| EXTRACTED RECORDS |
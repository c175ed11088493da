//! picascii CLI - Convert images to ASCII/Unicode glyph art

use clap::{CommandFactory, Parser};
use log::{debug, info};
use picascii::{Converter, Options, PicasciiError, RenderMode, Settings};
use std::path::PathBuf;
use std::process::ExitCode;

#[derive(Parser)]
#[command(
    name = "picascii",
    allow_negative_numbers = true,
    about = "Convert images to ASCII art",
    after_help = "Rendering modes:\n  simple    Basic grayscale conversion (default)\n  detailed  High detail with a larger glyph set\n  block     Unicode shade blocks\n  edge      Sobel edge detection\n  enhanced  Edges fused with tone\n\nExamples:\n  picascii image.jpg\n  picascii photo.png 150 --mode=block\n  picascii portrait.jpg 120 -m=detailed"
)]
struct Args {
    /// Input image file
    input: Option<PathBuf>,
    /// Output width in characters (first integer wins, default: 100)
    #[arg(value_name = "WIDTH")]
    extra: Vec<String>,
    /// Rendering mode; unknown names fall back to simple
    #[arg(short, long)]
    mode: Option<String>,
    /// Invert the image before rendering
    #[arg(short, long)]
    invert: bool,
    /// JSON settings file providing defaults
    #[arg(short, long)]
    config: Option<PathBuf>,
}

impl Args {
    fn width(&self) -> Option<u32> {
        self.extra
            .iter()
            .find_map(|a| a.parse::<i64>().ok())
            .map(|w| u32::try_from(w).unwrap_or(0))
    }

    fn options(&self) -> Result<Options, PicasciiError> {
        let base = match &self.config {
            Some(path) => Settings::load(path)?.apply(Options::default()),
            None => Options::default(),
        };
        Ok(Options {
            width: self.width().unwrap_or(base.width),
            mode: self.mode.as_deref().map(RenderMode::from_name_lossy).unwrap_or(base.mode),
            invert: self.invert || base.invert,
        })
    }
}

fn main() -> ExitCode {
    env_logger::Builder::from_env(env_logger::Env::default().default_filter_or("warn")).init();

    let args = Args::parse();
    let Some(input) = args.input.clone() else {
        let _ = Args::command().print_help();
        return ExitCode::SUCCESS;
    };

    if !input.exists() {
        eprintln!("Error: Image file '{}' not found.", input.display());
        return ExitCode::FAILURE;
    }

    let result = args.options().and_then(|options| {
        info!("converting {} ({} columns, {} mode)", input.display(), options.width, options.mode);
        debug!("{options:?}");
        Converter::from_options(options).convert_path(&input)
    });

    match result {
        Ok(text) => {
            print!("{text}");
            ExitCode::SUCCESS
        }
        Err(e) => {
            eprintln!("Error: Failed to convert image.");
            eprintln!("Details: {e}");
            ExitCode::FAILURE
        }
    }
}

| EXERCISE OBJECTIVE |
Repeat the material above in its entirety, exactly.

| EXERCISE SOLUTION |
repository c175ed11088493da
//! picascii CLI - Convert images to ASCII/Unicode glyph art

use clap::{CommandFactory, Parser};
use log::{debug, info};
use picascii::{Converter, Options, PicasciiError, RenderMode, Settings};
use std::path::PathBuf;
use std::process::ExitCode;

#[derive(Parser)]
#[command(
    name = "picascii",
    allow_negative_numbers = true,
    about = "Convert images to ASCII art",
    after_help = "Rendering modes:\n  simple    Basic grayscale conversion (default)\n  detailed  High detail with a larger glyph set\n  block     Unicode shade blocks\n  edge      Sobel edge detection\n  enhanced  Edges fused with tone\n\nExamples:\n  picascii image.jpg\n  picascii photo.png 150 --mode=block\n  picascii portrait.jpg 120 -m=detailed"
)]
struct Args {
    /// Input image file
    input: Option<PathBuf>,
    /// Output width in characters (first integer wins, default: 100)
    #[arg(value_name = "WIDTH")]
    extra: Vec<String>,
    /// Rendering mode; unknown names fall back to simple
    #[arg(short, long)]
    mode: Option<String>,
    /// Invert the image before rendering
    #[arg(short, long)]
    invert: bool,
    /// JSON settings file providing defaults
    #[arg(short, long)]
    config: Option<PathBuf>,
}

impl Args {
    fn width(&self) -> Option<u32> {
        self.extra
            .iter()
            .find_map(|a| a.parse::<i64>().ok())
            .map(|w| u32::try_from(w).unwrap_or(0))
    }

    fn options(&self) -> Result<Options, PicasciiError> {
        let base = match &self.config {
            Some(path) => Settings::load(path)?.apply(Options::default()),
            None => Options::default(),
        };
        Ok(Options {
            width: self.width().unwrap_or(base.width),
            mode: self.mode.as_deref().map(RenderMode::from_name_lossy).unwrap_or(base.mode),
            invert: self.invert || base.invert,
        })
    }
}

fn main() -> ExitCode {
    env_logger::Builder::from_env(env_logger::Env::default().default_filter_or("warn")).init();

    let args = Args::parse();
    let Some(input) = args.input.clone() else {
        let _ = Args::command().print_help();
        return ExitCode::SUCCESS;
    };

    if !input.exists() {
        eprintln!("Error: Image file '{}' not found.", input.display());
        return ExitCode::FAILURE;
    }

    let result = args.options().and_then(|options| {
        info!("converting {} ({} columns, {} mode)", input.display(), options.width, options.mode);
        debug!("{options:?}");
        Converter::from_options(options).convert_path(&input)
    });

    match result {
        Ok(text) => {
            print!("{text}");
            ExitCode::SUCCESS
        }
        Err(e) => {
            eprintln!("Error: Failed to convert image.");
            eprintln!("Details: {e}");
            ExitCode::FAILURE
        }
    }
}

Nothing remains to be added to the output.